THE ENERGETICS OF EXTRACELLULAR FE(III) REDUCTION BY IRON-LIMITED CHLAMYDOMONAS REINHARDTII (CHLOROPHYTA)

Fe-limited cells of the green alga Chlamydomonas reinhardtii (Fe-limited growth rate = 0.3 d−1) reduced extracellular Fe(III) to Fe(II) when Fe(III) was supplied as ferricyanide or Fe(III)-EDTA; Fe(III) reduction was stimulated by light. In both darkness and during photosynthesis, ferricyanide reduction was accompanied by a decrease in cellular NADPH levels, with a concomitant increase in NADP+. NADH and NAD+ levels were not measurably altered during ferricyanide reduction. Furthermore, cellular hexose monophosphate levels declined and 6-phosphogluconate levels increased during ferricyanide reduction.
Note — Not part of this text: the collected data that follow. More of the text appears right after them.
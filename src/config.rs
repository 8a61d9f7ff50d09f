//! Pipeline configuration. Every section has defaults so a missing config file still runs.

use crate::error::{Error, Result};
use serde::{Deserialize, Serialize};
use std::path::PathBuf;

/// Env var consulted for the config path when `--config` is not given.
pub const CONFIG_PATH_ENV: &str = "INSIDER_CONFIG_PATH";

#[derive(Debug, Clone, Serialize, Deserialize)]
#[serde(default)]
pub struct AppConfig {
    /// Directory holding logon.csv, device.csv, email.csv, file.csv
    pub data_dir: PathBuf,
    /// CSV reading limits
    pub ingest: IngestConfig,
    /// Feature extraction parameters
    pub features: FeaturesConfig,
    /// Isolation forest / random forest parameters
    pub model: ModelConfig,
    /// Risk level thresholds on the standardized score
    pub risk: RiskConfig,
    /// Encrypted snapshot store
    pub store: StoreConfig,
    /// HTTP API
    pub server: ServerConfig,
    /// Terminal dashboard
    pub dashboard: DashboardConfig,
    /// Logging
    pub log: LogConfig,
}

#[derive(Debug, Clone, Serialize, Deserialize)]
#[serde(default)]
pub struct IngestConfig {
    /// Rows read per source file
    pub max_rows: usize,
    /// Directory depth searched for source files
    pub search_depth: usize,
}

#[derive(Debug, Clone, Serialize, Deserialize)]
#[serde(default)]
pub struct FeaturesConfig {
    /// Hour (inclusive) at which after-hours begins
    pub after_hours_start: u32,
    /// Hour (exclusive) at which after-hours ends
    pub after_hours_end: u32,
    /// Subject keywords flagged by the text features
    pub keywords: Vec<String>,
    /// Compute betweenness centrality on the e-mail graph
    pub betweenness: bool,
    /// Daily activity z-score above which a day is marked anomalous
    pub daily_anomaly_z: f64,
}

#[derive(Debug, Clone, Serialize, Deserialize)]
#[serde(default)]
pub struct ModelConfig {
    pub isolation_forest: IsolationForestConfig,
    pub random_forest: RandomForestConfig,
    /// Optional CSV of known insiders; enables the supervised model
    pub labels_path: Option<PathBuf>,
}

#[derive(Debug, Clone, Serialize, Deserialize)]
#[serde(default)]
pub struct IsolationForestConfig {
    pub n_estimators: usize,
    pub max_samples: usize,
    /// Expected share of anomalous users, in (0, 0.5]
    pub contamination: f64,
    pub seed: u64,
}

#[derive(Debug, Clone, Serialize, Deserialize)]
#[serde(default)]
pub struct RandomForestConfig {
    pub n_trees: usize,
    pub max_depth: usize,
    pub min_samples_split: usize,
    pub seed: u64,
}

#[derive(Debug, Clone, Serialize, Deserialize)]
#[serde(default)]
pub struct RiskConfig {
    /// Standardized score at or above this is high risk
    pub high_threshold: f64,
    /// Standardized score at or above this is medium risk
    pub medium_threshold: f64,
}

#[derive(Debug, Clone, Serialize, Deserialize)]
#[serde(default)]
pub struct StoreConfig {
    pub path: PathBuf,
    /// Env var holding the store secret
    pub secret_env: String,
    /// Snapshots retained after each save
    pub keep: usize,
}

#[derive(Debug, Clone, Serialize, Deserialize)]
#[serde(default)]
pub struct ServerConfig {
    pub bind: String,
    pub default_top_n: usize,
}

#[derive(Debug, Clone, Serialize, Deserialize)]
#[serde(default)]
pub struct DashboardConfig {
    pub api_url: String,
    pub timeout_secs: u64,
}

#[derive(Debug, Clone, Serialize, Deserialize)]
#[serde(default)]
pub struct LogConfig {
    pub level: String,
    pub json: bool,
}

impl Default for AppConfig {
    fn default() -> Self {
        Self {
            data_dir: PathBuf::from("data"),
            ingest: IngestConfig::default(),
            features: FeaturesConfig::default(),
            model: ModelConfig::default(),
            risk: RiskConfig::default(),
            store: StoreConfig::default(),
            server: ServerConfig::default(),
            dashboard: DashboardConfig::default(),
            log: LogConfig::default(),
        }
    }
}

impl Default for IngestConfig {
    fn default() -> Self {
        Self {
            max_rows: 50_000,
            search_depth: 3,
        }
    }
}

impl Default for FeaturesConfig {
    fn default() -> Self {
        Self {
            after_hours_start: 20,
            after_hours_end: 6,
            keywords: vec![
                "confidential".to_string(),
                "secret".to_string(),
                "password".to_string(),
            ],
            betweenness: true,
            daily_anomaly_z: 2.0,
        }
    }
}

impl Default for ModelConfig {
    fn default() -> Self {
        Self {
            isolation_forest: IsolationForestConfig::default(),
            random_forest: RandomForestConfig::default(),
            labels_path: None,
        }
    }
}

impl Default for IsolationForestConfig {
    fn default() -> Self {
        Self {
            n_estimators: 50,
            max_samples: 1000,
            contamination: 0.03,
            seed: 42,
        }
    }
}

impl Default for RandomForestConfig {
    fn default() -> Self {
        Self {
            n_trees: 100,
            max_depth: 8,
            min_samples_split: 2,
            seed: 42,
        }
    }
}

impl Default for RiskConfig {
    fn default() -> Self {
        Self {
            high_threshold: 2.0,
            medium_threshold: 1.0,
        }
    }
}

impl Default for StoreConfig {
    fn default() -> Self {
        Self {
            path: PathBuf::from(".insider").join("store.db"),
            secret_env: "INSIDER_STORE_SECRET".to_string(),
            keep: 5,
        }
    }
}

impl Default for ServerConfig {
    fn default() -> Self {
        Self {
            bind: "127.0.0.1:5000".to_string(),
            default_top_n: 20,
        }
    }
}

impl Default for DashboardConfig {
    fn default() -> Self {
        Self {
            api_url: "http://127.0.0.1:5000".to_string(),
            timeout_secs: 15,
        }
    }
}

impl Default for LogConfig {
    fn default() -> Self {
        Self {
            level: "info".to_string(),
            json: true,
        }
    }
}

impl AppConfig {
    /// Load from JSON file if present; otherwise return default
    pub fn load(path: &std::path::Path) -> Self {
        Self::try_load(path).unwrap_or_default()
    }

    /// Like [`AppConfig::load`] but reports unreadable or invalid files.
    /// A missing file is not an error.
    pub fn try_load(path: &std::path::Path) -> Result<Self> {
        if !path.exists() {
            return Ok(Self::default());
        }
        let data = std::fs::read_to_string(path)?;
        let config: AppConfig = serde_json::from_str(&data)?;
        config.validate()?;
        Ok(config)
    }

    pub fn validate(&self) -> Result<()> {
        let iforest = &self.model.isolation_forest;
        if !(iforest.contamination > 0.0 && iforest.contamination <= 0.5) {
            return Err(Error::Config(format!(
                "contamination must be in (0, 0.5], got {}",
                iforest.contamination
            )));
        }
        if iforest.n_estimators == 0 {
            return Err(Error::Config("n_estimators must be positive".into()));
        }
        if iforest.max_samples == 0 {
            return Err(Error::Config("max_samples must be positive".into()));
        }
        if self.model.random_forest.n_trees == 0 {
            return Err(Error::Config("random forest n_trees must be positive".into()));
        }
        if self.features.after_hours_start > 24 || self.features.after_hours_end > 24 {
            return Err(Error::Config("after-hours bounds must be within 0..=24".into()));
        }
        Ok(())
    }
}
Levels of most glycolytic and tricarboxylic acid cycle intermediates were mostly unaltered. Ferricyanide reduction was also associated with a decrease in cellular ATP levels, a concomitant increase in ADP and AMP, and increased extracellular acidification. The acidification was sensitive to inhibition by the H+-ATPase inhibitor N,N′-dicyclohexylcarbodiimide (DCCD). We conclude that the oxidative pentose phosphate pathway provides reducing equivalents for Fe(III) reduction in darkness and also contributes reducing equivalents to Fe(III) reduction during photosynthesis. The decline in ATP was likely due to activation of the plasma membrane H+-ATPase during ferricyanide reduction and was not directly associated with provision of reducing equivalents.